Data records

• • •

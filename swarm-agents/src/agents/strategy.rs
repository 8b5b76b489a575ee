//! Threshold strategy search over backtests

use agent_sdk::{Agent, AgentContext, CallPolicy, HostRouter, LocalClient, McpClient, McpClientExt};
use anyhow::{Context, Result};
use async_trait::async_trait;
use chrono::{DateTime, Utc};
use common::{ApprovalStatus, TradeAction, TradePlan, SCHEMA_VERSION};
use serde::Serialize;
use serde_json::{json, Value};
use tracing::{debug, info};

use super::DEFAULT_SYMBOL;
use crate::tools::{self, OhlcvQuery, Service, BACKTEST_RUN, CONFIG_GET, PRETRADE_CHECK};

pub const TOPIC: &str = "trade_plan_drafts";
pub const CANDIDATES_KEY: &str = "strategy.candidates";
pub const DEFAULT_CANDIDATES: [f64; 3] = [0.2, 0.5, 1.0];
const PLAN_ID: &str = "plan_demo";

/// Price point sent to the backtester
#[derive(Debug, Clone, PartialEq, Serialize)]
pub struct PricePoint {
    pub ts: DateTime<Utc>,
    pub price: f64,
}

/// Backtest result for one threshold
#[derive(Debug, Clone, Copy, PartialEq)]
pub struct CandidateReport {
    pub threshold: f64,
    pub pnl: f64,
}

/// First report with the highest pnl
pub fn best_candidate(reports: &[CandidateReport]) -> Option<CandidateReport> {
    reports.iter().copied().fold(None, |best, report| match best {
        Some(b) if b.pnl >= report.pnl => Some(b),
        _ => Some(report),
    })
}

/// Threshold list from a `config.get` response, if it holds a usable one
fn parse_candidates(response: &Value) -> Option<Vec<f64>> {
    let candidates: Vec<f64> = response
        .get("value")?
        .as_array()?
        .iter()
        .map(Value::as_f64)
        .collect::<Option<_>>()?;
    (!candidates.is_empty()).then_some(candidates)
}

/// Backtests threshold strategies, risk-checks the winner and publishes a
/// draft [`TradePlan`]
pub struct StrategyBuilderAgent {
    market_data: Service,
    backtester: Service,
    risk_engine: Service,
    bus: Service,
    config: Service,
    query: OhlcvQuery,
    last_plan: Option<TradePlan>,
    last_reports: Vec<CandidateReport>,
}

impl StrategyBuilderAgent {
    pub fn new(router: &HostRouter) -> Self {
        Self::with_services(
            tools::service(router, "market-data"),
            tools::service(router, "backtester"),
            tools::service(router, "risk-engine"),
            tools::service(router, "bus"),
            tools::service(router, "config"),
        )
    }

    pub fn with_services(
        market_data: Service,
        backtester: Service,
        risk_engine: Service,
        bus: Service,
        config: Service,
    ) -> Self {
        Self {
            market_data,
            backtester,
            risk_engine,
            bus,
            config,
            query: OhlcvQuery::daily(DEFAULT_SYMBOL, "2024-01-01", "2024-01-10"),
            last_plan: None,
            last_reports: Vec::new(),
        }
    }

    pub fn last_plan(&self) -> Option<&TradePlan> {
        self.last_plan.as_ref()
    }

    pub fn last_reports(&self) -> &[CandidateReport] {
        &self.last_reports
    }

    /// Candidate thresholds from the config service. Any failure or unusable
    /// value falls back to [`DEFAULT_CANDIDATES`].
    async fn candidates(&self) -> Result<Vec<f64>> {
        let response = self
            .config
            .call_with(CallPolicy::BestEffort, CONFIG_GET, json!({"key": CANDIDATES_KEY}))
            .await?;

        Ok(match response.as_ref().and_then(parse_candidates) {
            Some(candidates) => candidates,
            None => {
                debug!("Using default strategy candidates");
                DEFAULT_CANDIDATES.to_vec()
            }
        })
    }

    async fn backtest(&self, prices: &[PricePoint], threshold: f64) -> Result<CandidateReport> {
        let response = self
            .backtester
            .call(BACKTEST_RUN, json!({"prices": prices, "threshold": threshold}))
            .await?;
        let pnl = response
            .get("pnl")
            .and_then(Value::as_f64)
            .with_context(|| format!("{} response has no pnl", BACKTEST_RUN))?;
        Ok(CandidateReport { threshold, pnl })
    }
}

#[async_trait]
impl Agent for StrategyBuilderAgent {
    type Client = LocalClient;

    async fn tick(&mut self, ctx: &mut AgentContext<LocalClient>) -> Result<()> {
        let ohlcv = tools::get_ohlcv(self.market_data.as_ref(), &self.query).await?;
        let prices: Vec<PricePoint> = ohlcv
            .rows
            .iter()
            .map(|bar| PricePoint {
                ts: bar.ts,
                price: bar.close,
            })
            .collect();
        let last = prices
            .last()
            .cloned()
            .with_context(|| format!("market-data returned no bars for {}", self.query.symbol))?;

        let mut reports = Vec::new();
        for threshold in self.candidates().await? {
            reports.push(self.backtest(&prices, threshold).await?);
        }
        let best = best_candidate(&reports).context("no strategy candidates")?;

        let proposal = json!({
            "symbol": self.query.symbol,
            "side": "BUY",
            "qty": 1,
            "price": last.price,
            "limits": {"maxGross": 100000, "maxSingle": 10000},
            "current": [],
        });
        let decision = self.risk_engine.call(PRETRADE_CHECK, proposal).await?;
        let risk_status = decision
            .get("status")
            .cloned()
            .and_then(|s| serde_json::from_value::<ApprovalStatus>(s).ok());

        let plan = TradePlan {
            plan_id: PLAN_ID.to_string(),
            ts: last.ts,
            symbol: self.query.symbol.clone(),
            action: TradeAction::Buy,
            qty: 1.0,
            price: last.price,
            score: Some(best.pnl),
            risk_status,
            version: SCHEMA_VERSION.to_string(),
        };
        tools::publish(self.bus.as_ref(), TOPIC, &plan).await?;

        info!(
            "Chose threshold {} (pnl {:.2}) from {} candidates, risk {:?}",
            best.threshold,
            best.pnl,
            reports.len(),
            risk_status
        );
        self.last_reports = reports;
        self.last_plan = Some(plan);
        ctx.stop();
        Ok(())
    }
}

#[cfg(test)]
mod tests {
    use super::*;
    use crate::test_support::{
        call_log, calls_to, failing_service, fake_service, ohlcv_rows, tools_called, CallLog,
    };
    use crate::tools::{GET_OHLCV, PUBLISH};
    use agent_sdk::{AgentConfig, BaseAgent, CancellationToken, Invocable};
    use std::sync::Arc;

    /// Backtester whose pnl is a function of the threshold
    fn backtester(log: &CallLog) -> Service {
        let log = Arc::clone(log);
        let mut client = LocalClient::new();
        client.register(
            BACKTEST_RUN,
            Invocable::sync(move |payload: Value| {
                let threshold = payload["threshold"].as_f64().unwrap_or_default();
                log.lock().unwrap().push((BACKTEST_RUN.to_string(), payload));
                // peaks at 0.5
                Ok(json!({"trades": 2, "pnl": 10.0 - (threshold - 0.5).abs() * 10.0}))
            }),
        );
        Arc::new(client)
    }

    fn agent_with(log: &CallLog, config: Service) -> BaseAgent<StrategyBuilderAgent> {
        let md = fake_service(log, vec![(GET_OHLCV, ohlcv_rows(&[100.0, 101.0, 102.5]))]);
        let risk = fake_service(log, vec![(PRETRADE_CHECK, json!({"status": "APPROVED", "breaches": []}))]);
        let bus = fake_service(log, vec![(PUBLISH, json!({}))]);

        BaseAgent::new(
            AgentConfig::new("strategy-builder").unwrap(),
            LocalClient::new(),
            StrategyBuilderAgent::with_services(md, backtester(log), risk, bus, config),
        )
    }

    #[test]
    fn test_best_candidate_prefers_first_on_tie() {
        let reports = [
            CandidateReport { threshold: 0.2, pnl: 5.0 },
            CandidateReport { threshold: 0.5, pnl: 7.0 },
            CandidateReport { threshold: 1.0, pnl: 7.0 },
        ];
        assert_eq!(best_candidate(&reports).unwrap().threshold, 0.5);
        assert_eq!(best_candidate(&[]), None);
    }

    #[test]
    fn test_parse_candidates() {
        assert_eq!(parse_candidates(&json!({"value": [0.1, 2]})), Some(vec![0.1, 2.0]));
        assert_eq!(parse_candidates(&json!({"value": []})), None);
        assert_eq!(parse_candidates(&json!({"value": "0.3"})), None);
        assert_eq!(parse_candidates(&json!({"value": [0.1, "x"]})), None);
        assert_eq!(parse_candidates(&json!({})), None);
    }

    #[tokio::test]
    async fn test_configured_candidates_backtested_and_best_published() {
        let log = call_log();
        let config = fake_service(&log, vec![(CONFIG_GET, json!({"value": [0.1, 0.5, 0.9]}))]);
        let mut agent = agent_with(&log, config);
        agent.run(CancellationToken::new()).await.unwrap();

        assert_eq!(
            tools_called(&log),
            vec![GET_OHLCV, CONFIG_GET, BACKTEST_RUN, BACKTEST_RUN, BACKTEST_RUN, PRETRADE_CHECK, PUBLISH]
        );
        assert_eq!(calls_to(&log, CONFIG_GET)[0], json!({"key": "strategy.candidates"}));

        let backtest = &calls_to(&log, BACKTEST_RUN)[0];
        assert_eq!(backtest["prices"].as_array().unwrap().len(), 3);
        assert_eq!(backtest["prices"][2]["price"], json!(102.5));

        let plan = agent.agent().last_plan().unwrap();
        assert_eq!(plan.score, Some(10.0));
        assert_eq!(plan.price, 102.5);
        assert_eq!(plan.risk_status, Some(ApprovalStatus::Approved));

        let published = &calls_to(&log, PUBLISH)[0];
        assert_eq!(published["topic"], TOPIC);
        assert_eq!(published["payload"]["action"], "BUY");
        assert_eq!(published["payload"]["risk_status"], "APPROVED");
        assert_eq!(published["payload"]["plan_id"], "plan_demo");
    }

    #[tokio::test]
    async fn test_config_failure_uses_default_candidates() {
        let log = call_log();
        let config = failing_service(&log, "config", CONFIG_GET);
        let mut agent = agent_with(&log, config);
        agent.run(CancellationToken::new()).await.unwrap();

        let thresholds: Vec<f64> = agent
            .agent()
            .last_reports()
            .iter()
            .map(|r| r.threshold)
            .collect();
        assert_eq!(thresholds, DEFAULT_CANDIDATES.to_vec());
    }

    #[tokio::test]
    async fn test_non_list_candidates_use_default() {
        let log = call_log();
        let config = fake_service(&log, vec![(CONFIG_GET, json!({"value": null}))]);
        let mut agent = agent_with(&log, config);
        agent.run(CancellationToken::new()).await.unwrap();

        assert_eq!(agent.agent().last_reports().len(), 3);
    }
}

• • •

> **PROBLEM**:
Exact reproduction is required. Give the lines of the data from its first line through the line containing "the highest pnl", and no others.

> **TASK SOLUTION**:
filename swarm-agents/src/agents/strategy.rs
repository 8b5b76b489a575ee
//! Threshold strategy search over backtests

use agent_sdk::{Agent, AgentContext, CallPolicy, HostRouter, LocalClient, McpClient, McpClientExt};
use anyhow::{Context, Result};
use async_trait::async_trait;
use chrono::{DateTime, Utc};
use common::{ApprovalStatus, TradeAction, TradePlan, SCHEMA_VERSION};
use serde::Serialize;
use serde_json::{json, Value};
use tracing::{debug, info};

use super::DEFAULT_SYMBOL;
use crate::tools::{self, OhlcvQuery, Service, BACKTEST_RUN, CONFIG_GET, PRETRADE_CHECK};

pub const TOPIC: &str = "trade_plan_drafts";
pub const CANDIDATES_KEY: &str = "strategy.candidates";
pub const DEFAULT_CANDIDATES: [f64; 3] = [0.2, 0.5, 1.0];
const PLAN_ID: &str = "plan_demo";

/// Price point sent to the backtester
#[derive(Debug, Clone, PartialEq, Serialize)]
pub struct PricePoint {
    pub ts: DateTime<Utc>,
    pub price: f64,
}

/// Backtest result for one threshold
#[derive(Debug, Clone, Copy, PartialEq)]
pub struct CandidateReport {
    pub threshold: f64,
    pub pnl: f64,
}

/// First report with the highest pnl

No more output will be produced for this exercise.